I often meet companies that think their technology is failure-proof because they have implemented microservices, after all it’s an architecture that’s adopted by many tech giants. I even hear startups founders say things like “We have microservices so we’re ready to scale” before they’ve even launched! They think they’ve skipped ahead and learned from the “mistakes” others made implementing a monolith. The reality is, there is no single architecture that is superior to all others, microservices are not superior to monoliths. With all architectural decisions you need to be aware of the tradeoffs you’re making when choosing one. Your needs and capabilities are not like those of Netflix or Spotify, and to make the right decision for you, you need a better understanding of what those tradeoffs are.
Read on if you have doubts about whether microservices are right for you.

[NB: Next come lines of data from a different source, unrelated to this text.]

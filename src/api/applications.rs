//! AppMetrica application list (`management/v1/applications`).

use serde::{Deserialize, Serialize};
use tokio_util::sync::CancellationToken;

use crate::api::client::ApiClient;
use crate::error_handling::ClientError;

#[derive(Debug, Clone, PartialEq, Serialize, Deserialize)]
pub struct Application {
    pub id: u64,
    pub name: String,
    /// Folder the application is filed under in the web interface.
    #[serde(default)]
    pub label: Option<String>,
}

#[derive(Debug, Deserialize)]
struct ApplicationsEnvelope {
    #[serde(default)]
    applications: Vec<Application>,
}

#[derive(Debug, Clone)]
pub struct ApplicationsService {
    client: ApiClient,
}

impl ApplicationsService {
    /// Wraps a client bound to the AppMetrica management service.
    pub fn new(client: ApiClient) -> Self {
        ApplicationsService { client }
    }

    /// Lists the applications visible to the token.
    pub async fn list_applications(
        &self,
        cancel: &CancellationToken,
    ) -> Result<Vec<Application>, ClientError> {
        let envelope: ApplicationsEnvelope =
            self.client.get_json("applications", &[], cancel).await?;
        Ok(envelope.applications)
    }
}
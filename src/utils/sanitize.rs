//! Field name sanitization.
//!
//! Metrika field names look like `ym:s:counterUserIDHash` (visits) or
//! `ym:pv:watchID` (hits). Output records use the bare snake_case name:
//! `counter_user_id_hash`, `watch_id`.

use std::sync::LazyLock;

use regex::Regex;

static NAMESPACE_PREFIX: LazyLock<Regex> =
    LazyLock::new(|| Regex::new(r"^ym:.*:").expect("namespace prefix pattern is valid"));

/// Converts a raw API field name into the key used in output records.
///
/// Strips the `ym:<namespace>:` prefix, applies the two names whose snake_case
/// form would otherwise be unreadable (`watchIDs`, `iFrame`) and converts the
/// rest from camelCase to snake_case. Applying it twice yields the same result
/// as applying it once.
///
/// # Examples
///
/// ```
/// use metrika_inputs::format_key;
///
/// assert_eq!(format_key("ym:s:watchIDs"), "watch_ids");
/// assert_eq!(format_key("ym:s:someKeyName"), "some_key_name");
/// ```
pub fn format_key(key: &str) -> String {
    let key = NAMESPACE_PREFIX.replace(key, "");

    match key.as_ref() {
        "watchIDs" => "watch_ids".to_string(),
        "iFrame" => "iframe".to_string(),
        other => to_snake_case(other),
    }
}

/// camelCase / PascalCase to snake_case.
///
/// Acronym runs stay together (`counterUserIDHash` → `counter_user_id_hash`),
/// a digit following a letter starts a new word (`version1` → `version_1`),
/// and any non-alphanumeric character becomes a single separator.
pub fn to_snake_case(s: &str) -> String {
    let chars: Vec<char> = s.chars().collect();
    let mut out = String::with_capacity(s.len() + 4);

    for (i, &c) in chars.iter().enumerate() {
        let prev = if i > 0 { Some(chars[i - 1]) } else { None };

        if c.is_uppercase() {
            let next_is_lower = chars.get(i + 1).is_some_and(|n| n.is_lowercase());
            let starts_word = match prev {
                Some(p) => {
                    p.is_lowercase() || p.is_ascii_digit() || (p.is_uppercase() && next_is_lower)
                }
                None => false,
            };
            if starts_word {
                push_separator(&mut out);
            }
            // `İ` lowers to `i` plus a combining dot; keep letters only
            out.extend(c.to_lowercase().filter(|l| l.is_alphanumeric()));
        } else if c.is_ascii_digit() {
            if prev.is_some_and(|p| p.is_alphabetic()) {
                push_separator(&mut out);
            }
            out.push(c);
        } else if c.is_alphanumeric() {
            out.push(c);
        } else {
            push_separator(&mut out);
        }
    }

    out
}

fn push_separator(out: &mut String) {
    if !out.is_empty() && !out.ends_with('_') {
        out.push('_');
    }
}

#[cfg(test)]
mod tests {
    use super::*;

    #[test]
    fn test_format_key_strips_namespace() {
        assert_eq!(format_key("ym:some:key"), "key");
        assert_eq!(format_key("ym:s:visitID"), "visit_id");
        assert_eq!(format_key("ym:pv:watchID"), "watch_id");
    }

    #[test]
    fn test_format_key_exclusions() {
        assert_eq!(format_key("ym:s:watchIDs"), "watch_ids");
        assert_eq!(format_key("watchIDs"), "watch_ids");
        assert_eq!(format_key("ym:s:iFrame"), "iframe");
        assert_eq!(format_key("iFrame"), "iframe");
    }

    #[test]
    fn test_format_key_camel_case() {
        assert_eq!(format_key("ym:s:someKeyName"), "some_key_name");
        assert_eq!(format_key("someKeyName"), "some_key_name");
        assert_eq!(
            format_key("ym:s:counterUserIDHash"),
            "counter_user_id_hash"
        );
        assert_eq!(format_key("ym:s:hasGCLID"), "has_gclid");
        assert_eq!(format_key("ym:s:goalsDateTime"), "goals_date_time");
        assert_eq!(format_key("ym:s:UTCStartTime"), "utc_start_time");
    }

    #[test]
    fn test_format_key_digits() {
        assert_eq!(
            format_key("ym:pv:browserEngineVersion1"),
            "browser_engine_version_1"
        );
        assert_eq!(format_key("ym:s:lastsignUTMSource"), "lastsign_utm_source");
    }

    #[test]
    fn test_format_key_no_transformation_needed() {
        assert_eq!(format_key("already_snake_case"), "already_snake_case");
        assert_eq!(format_key("pageviews"), "pageviews");
    }

    #[test]
    fn test_format_key_idempotent_examples() {
        for key in [
            "ym:s:watchIDs",
            "ym:s:iFrame",
            "ym:s:someKeyName",
            "ym:pv:browserEngineVersion4",
            "ym:s:<attribution>TrafficSource",
            "weird--Key  Name",
            "ym:s:İndexPage",
            "ym:s:pageİD",
        ] {
            let once = format_key(key);
            assert_eq!(format_key(&once), once, "not idempotent for {key:?}");
        }
    }

    #[test]
    fn test_format_key_multi_char_lowercase() {
        assert_eq!(format_key("ym:s:İndexPage"), "index_page");
        assert_eq!(format_key("ym:s:pageİD"), "page_id");
        assert_eq!(format_key("ym:s:ÀlaCarte"), "àla_carte");
    }
}
//! Error handling and retry configuration.
//!
//! This module provides:
//! - Error type definitions for every layer (API body, client, input lifecycle, config)
//! - Retry strategy configuration for the API client
//!
//! Client errors are categorized into:
//! - **Retriable**: transport failures and HTTP 429
//! - **Surfaced immediately**: decoded API errors, unrecognized responses, decode failures

mod categorization;
mod types;

// Re-export public API
pub use categorization::{get_retry_strategy, RetryPolicy};
pub use types::{
    ApiError, ApiErrorReason, ClientError, ConfigError, DateParseError, InitializationError,
    InputError,
};
//! `yandex_appmetrica_applications`: every application visible to the token, emitted once.

use async_trait::async_trait;
use log::error;
use tokio::sync::Mutex;
use tokio_util::sync::CancellationToken;

use crate::api::{ApplicationsService, ServiceKind};
use crate::config::{ApplicationsInputConfig, APPMETRICA_API_HOST};
use crate::error_handling::{ClientError, ConfigError, InputError};
use crate::input::{build_client, records_to_messages, Batch, Input};

pub struct ApplicationsInput {
    service: ApplicationsService,
    emitted: Mutex<bool>,
}

impl ApplicationsInput {
    pub const NAME: &'static str = "yandex_appmetrica_applications";

    pub fn new(service: ApplicationsService) -> Self {
        ApplicationsInput {
            service,
            emitted: Mutex::new(false),
        }
    }

    pub fn from_config(config: ApplicationsInputConfig) -> Result<Self, ConfigError> {
        let client = build_client(
            config.api_url.as_deref(),
            APPMETRICA_API_HOST,
            ServiceKind::Management,
            config.token,
        )?;
        Ok(ApplicationsInput::new(ApplicationsService::new(client)))
    }
}

#[async_trait]
impl Input for ApplicationsInput {
    fn name(&self) -> &'static str {
        Self::NAME
    }

    async fn connect(&self, _cancel: &CancellationToken) -> Result<(), InputError> {
        Ok(())
    }

    async fn read_batch(&self, cancel: &CancellationToken) -> Result<Batch, InputError> {
        let mut emitted = self.emitted.lock().await;
        if *emitted {
            return Err(InputError::EndOfInput);
        }
        *emitted = true;

        let applications = match self.service.list_applications(cancel).await {
            Ok(applications) => applications,
            Err(ClientError::Cancelled) => return Err(InputError::EndOfInput),
            Err(e) => {
                error!("Failed to list applications: {}", e);
                return Err(InputError::EndOfInput);
            }
        };

        let messages = records_to_messages("application", &applications, |app| app.id);
        Ok(Batch::new(messages))
    }

    async fn close(&self, _cancel: &CancellationToken) -> Result<(), InputError> {
        Ok(())
    }
}
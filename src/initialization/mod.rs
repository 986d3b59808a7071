//! Shared resource setup.
//!
//! This module provides functions to initialize:
//! - The process-wide logger (plain or JSON lines)
//! - The HTTP client every API client wraps
//!
//! All initialization functions return proper error types for error handling.

mod client;
mod logger;

// Re-export public API
pub use client::{init_client, init_client_with_timeout};
pub use logger::init_logger_with;
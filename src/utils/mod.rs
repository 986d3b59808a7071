//! Utility functions.
//!
//! This module provides:
//! - Date expression resolution (`today`, `NdaysAgo`, ...)
//! - Field name sanitization for output records

pub mod date;
pub mod sanitize;

pub use date::{parse_date, parse_date_from};
pub use sanitize::{format_key, to_snake_case};

#[cfg(test)]
mod tests {
    use super::*;
    use proptest::prelude::*;

    proptest! {
        #[test]
        fn format_key_is_idempotent(key in "(ym:(s|pv):)?[A-Za-z0-9_ .İÀĞßé-]{0,32}") {
            let once = format_key(&key);
            prop_assert_eq!(format_key(&once), once);
        }

        #[test]
        fn format_key_output_is_snake_case(key in "(ym:s:)?[A-Za-z][A-Za-z0-9]{0,24}") {
            let formatted = format_key(&key);
            prop_assert!(formatted
                .chars()
                .all(|c| c.is_ascii_lowercase() || c.is_ascii_digit() || c == '_'));
        }
    }
}
//! Connector type name to factory mapping.
//!
//! Populated explicitly at startup; a configuration object
//! `{"<type>": {...}}` is turned into a boxed [`Input`] by looking up `<type>`.

use std::collections::BTreeMap;
use std::time::Duration;

use log::debug;
use serde::de::DeserializeOwned;
use serde_json::Value;

use crate::config::{
    ApplicationsInputConfig, GoalsInputConfig, LogsInputConfig, ScheduleInputConfig,
    StatTableInputConfig,
};
use crate::error_handling::ConfigError;
use crate::input::{
    ApplicationsInput, GoalsInput, Input, LogsInput, ScheduleInput, StatTableInput,
};

/// Builds an input from the JSON object found under its type name.
///
/// The registry is passed along so wrapper inputs can build their children.
pub type InputFactory = fn(Value, &InputRegistry) -> Result<Box<dyn Input>, ConfigError>;

#[derive(Default)]
pub struct InputRegistry {
    factories: BTreeMap<&'static str, InputFactory>,
}

impl InputRegistry {
    /// An empty registry.
    pub fn new() -> Self {
        Self::default()
    }

    /// A registry with every input this crate provides.
    pub fn with_builtin_inputs() -> Self {
        let mut registry = Self::new();
        registry.register(LogsInput::NAME, build_logs);
        registry.register(StatTableInput::METRIKA_NAME, build_metrika_stat_table);
        registry.register(StatTableInput::APPMETRICA_NAME, build_appmetrica_stat_table);
        registry.register(GoalsInput::NAME, build_goals);
        registry.register(ApplicationsInput::NAME, build_applications);
        registry.register(ScheduleInput::NAME, build_schedule);
        registry
    }

    /// Registers a factory, replacing any previous one for `name`.
    pub fn register(&mut self, name: &'static str, factory: InputFactory) {
        debug!("Registered input type {}", name);
        self.factories.insert(name, factory);
    }

    pub fn contains(&self, name: &str) -> bool {
        self.factories.contains_key(name)
    }

    /// Registered type names in alphabetical order.
    pub fn names(&self) -> Vec<&'static str> {
        self.factories.keys().copied().collect()
    }

    /// Builds an input from `{"<type>": {...fields}}`.
    ///
    /// # Errors
    ///
    /// Returns a `ConfigError` if the object does not have exactly one key,
    /// the type is unknown, or the input's own configuration is invalid.
    pub fn build(&self, config: &Value) -> Result<Box<dyn Input>, ConfigError> {
        let object = config
            .as_object()
            .filter(|o| o.len() == 1)
            .ok_or_else(|| {
                ConfigError::new("input", "expected an object with exactly one input type key")
            })?;
        let Some((name, fields)) = object.iter().next() else {
            return Err(ConfigError::new("input", "missing input type"));
        };

        let factory = self.factories.get(name.as_str()).ok_or_else(|| {
            ConfigError::new(
                name.as_str(),
                format!("unknown input type; expected one of {}", self.names().join(", ")),
            )
        })?;
        factory(fields.clone(), self)
    }
}

fn parse<T: DeserializeOwned>(name: &str, fields: Value) -> Result<T, ConfigError> {
    serde_json::from_value(fields).map_err(|e| ConfigError::new(name, e.to_string()))
}

fn build_logs(fields: Value, _: &InputRegistry) -> Result<Box<dyn Input>, ConfigError> {
    let config: LogsInputConfig = parse(LogsInput::NAME, fields)?;
    Ok(Box::new(LogsInput::from_config(config)?))
}

fn build_metrika_stat_table(fields: Value, _: &InputRegistry) -> Result<Box<dyn Input>, ConfigError> {
    let config: StatTableInputConfig = parse(StatTableInput::METRIKA_NAME, fields)?;
    Ok(Box::new(StatTableInput::metrika(config)?))
}

fn build_appmetrica_stat_table(
    fields: Value,
    _: &InputRegistry,
) -> Result<Box<dyn Input>, ConfigError> {
    let config: StatTableInputConfig = parse(StatTableInput::APPMETRICA_NAME, fields)?;
    Ok(Box::new(StatTableInput::appmetrica(config)?))
}

fn build_goals(fields: Value, _: &InputRegistry) -> Result<Box<dyn Input>, ConfigError> {
    let config: GoalsInputConfig = parse(GoalsInput::NAME, fields)?;
    Ok(Box::new(GoalsInput::from_config(config)?))
}

fn build_applications(fields: Value, _: &InputRegistry) -> Result<Box<dyn Input>, ConfigError> {
    let config: ApplicationsInputConfig = parse(ApplicationsInput::NAME, fields)?;
    Ok(Box::new(ApplicationsInput::from_config(config)?))
}

fn build_schedule(fields: Value, registry: &InputRegistry) -> Result<Box<dyn Input>, ConfigError> {
    let config: ScheduleInputConfig = parse::<ScheduleInputConfig>(ScheduleInput::NAME, fields)?.validated()?;
    let child = registry.build(&config.input)?;
    Ok(Box::new(ScheduleInput::new(
        child,
        Duration::from_secs(config.interval_secs),
    )))
}
//! Logger initialization.
//!
//! This module provides functions to initialize the logger with custom formatting.

use std::io::Write;

use crate::config::LogFormat;
use crate::error_handling::InitializationError;
use colored::*;
use log::LevelFilter;

/// HTTP stack crates that log every connection at debug; held at info.
const QUIET_MODULES: &[&str] = &["reqwest", "hyper", "hyper_util"];

/// Initializes the logger with the specified level and format.
///
/// Configures `env_logger` with custom formatting. Supports both plain text
/// (colored, timestamped) and JSON lines for structured logging. Logs go to
/// stderr so the runner's stdout carries only records.
///
/// The logger reads from the `RUST_LOG` environment variable by default, but
/// the provided `level` parameter will override it. This allows developers to
/// use `RUST_LOG=debug` for quick debugging while still supporting explicit
/// CLI control via `--log-level`.
///
/// # Arguments
///
/// * `level` - Minimum log level to display (overrides `RUST_LOG` if set)
/// * `format` - Log format (Plain or Json)
///
/// # Returns
///
/// `Ok(())` if initialization succeeds, or an error if logger setup fails.
///
/// # Errors
///
/// Returns `InitializationError::LoggerError` if logger initialization fails.
///
/// # Examples
///
/// ```bash
/// # One trace line per API request
/// metrika_inputs --config logs.json --log-level trace
///
/// # Machine-readable logs on stderr, records on stdout
/// metrika_inputs --config logs.json --log-format json > records.jsonl
/// ```
pub fn init_logger_with(level: LevelFilter, format: LogFormat) -> Result<(), InitializationError> {
    colored::control::set_override(true);

    // Read from RUST_LOG environment variable first, then override with CLI arg
    let mut builder = env_logger::Builder::from_default_env();

    // Override with CLI-provided level (takes precedence over RUST_LOG)
    builder.filter_level(level);
    for module in QUIET_MODULES {
        builder.filter_module(module, LevelFilter::Info);
    }
    builder.filter_module("metrika_inputs", level);

    match format {
        LogFormat::Json => {
            builder.format(|buf, record| {
                writeln!(
                    buf,
                    "{{\"ts\":{},\"level\":\"{}\",\"target\":\"{}\",\"msg\":{}}}",
                    chrono::Utc::now().timestamp_millis(),
                    record.level(),
                    record.target(),
                    serde_json::to_string(&record.args().to_string())
                        .unwrap_or_else(|_| "\"\"".into())
                )
            });
        }
        LogFormat::Plain => {
            builder.format(|buf, record| {
                let level = record.level();
                let colored_level = match level {
                    log::Level::Error => level.to_string().red(),
                    log::Level::Warn => level.to_string().yellow(),
                    log::Level::Info => level.to_string().green(),
                    log::Level::Debug => level.to_string().blue(),
                    log::Level::Trace => level.to_string().purple(),
                };

                writeln!(
                    buf,
                    "{} {} [{}] {}",
                    chrono::Local::now().format("%H:%M:%S%.3f").to_string().dimmed(),
                    record.target().cyan(),
                    colored_level,
                    record.args()
                )
            });
        }
    }

    // Use try_init() instead of init() to avoid panicking if logger is already initialized
    // This is important for tests where logger may be initialized multiple times
    builder.try_init().map_err(InitializationError::from)?;

    Ok(())
}

#[cfg(test)]
mod tests {
    use super::*;

    #[test]
    fn test_init_logger_formats_do_not_panic() {
        // env_logger can only be installed once per process, so only the first
        // call can succeed
        for format in [LogFormat::Plain, LogFormat::Json] {
            let result = init_logger_with(LevelFilter::Debug, format);
            assert!(result.is_ok() || matches!(result, Err(InitializationError::LoggerError(_))));
        }
    }

    #[test]
    fn test_quiet_modules_are_runtime_dependencies() {
        assert!(QUIET_MODULES.contains(&"reqwest"));
        assert!(!QUIET_MODULES.contains(&"wiremock"));
        assert!(!QUIET_MODULES.contains(&"metrika_inputs"));
    }

    #[test]
    fn test_init_logger_twice_reports_error() {
        let _ = init_logger_with(LevelFilter::Info, LogFormat::Plain);
        let second = init_logger_with(LevelFilter::Info, LogFormat::Plain);
        assert!(matches!(second, Err(InitializationError::LoggerError(_))));
    }
}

We need to be ready to scale
Companies love to dream about growth. Engineers love to solve hard problems like scaling. Being ready for scale seems like a good idea to everyone. But before you get too excited, ask yourself: Are you having scaling problems now? And how far are you from having them? Is your time better spent dealing with problems you have now?
If you’re an early stage startup, you’re light years away from having scaling problems. Your focus should be on iterating quickly and figuring out what people actually want, find your product/market fit first. The irony of me saying this is I was hired once when a startup that blew up in popularity overnight and had tons of scaling and performance issues. However, I still maintain that the likelihood of this happening is almost zero, that’s why when things like this happen, it makes the news.
Not to mention, many issues that get classified as “scaling” problems and prompt pointless re-architecting discussions are not actually scaling problems. If you’re dealing with performance issues despite having low load on your system, this is not a scaling problem, not in the real sense anyway. Most likely, you just wrote suboptimal code, look for the bottleneck and fix it.
Okay, but let’s say you’re actually dealing with scaling problems.
Microservices as the answer to scaling
Even when your scaling problems are real, a microservices architecture is not always the right solution or the only one. You’re just going to have different scaling challenges with different approaches.
Imagine you had a finance app that allowed users to generate monthly financial reports. With a microservices architecture, you may end up with a LogIn service that is heavily used, and a Financial Reports service that is used once a month per user at most. You can scale the LogIn Service without needing to scale your whole infrastructure. That’s great.
However, you can achieve the same scale with a monolith and one codebase. You can have the same code deployed to different clusters and discriminately route traffic to the Login or Financial Reports cluster. Clusters can then be scaled independently depending on their workload. This might be a reasonable choice if you already have a monolith and pressing scaling issues. Implementing this solution will take far less time than re-architecting and may be all that is needed.
Microservices impose better code
So it’s not only about scale, many people argue that microservices enable good programming practices like low coupling. While it might be true that it’s easier to enforce boundaries between modules with microservices, you can still write perfectly modular code in a monolith. In addition, if you don’t get your module boundaries right with microservices, you’re going to end up with an even bigger mess.
Problems you never had
A microservices architecture comes with its own challenges. While a single service is easier to understand on its own, understanding the system as a whole gets more complicated. That’s just the price you have to pay for any distributed system.
Your developers now need to write code that optimizes performance and lowers the effects of network latency. Imagine you had an API service that receives a request and needs to talk to three other services to assemble a response. The simplest code to write at the API layer sends those 3 requests sequentially. This is also the slowest implementation; the latency you get is the sum of all latencies. An alternative implementation is making 3 asynchronous calls. Now your latency is bound by the slowest call, so that’s a win. Unfortunately, asynchronous programming happens to be trickier and harder to debug.
Error handling and propagation is often a challenge as well. It gets harder to predict how a failure in one part of the system is going to affect the whole system. So, is your team ready for this added complexity?
Are microservices evil then?
No, microservices are not always a bad idea. The intention of this post is to highlight common misconceptions about microservices, that they’re necessary for scale, that they always lead to better code, and also draw attention to the complexity that a distributed microservices architecture introduces.
Of course, there are times when a microservices architecture is a reasonable choice. But that’s another blog post.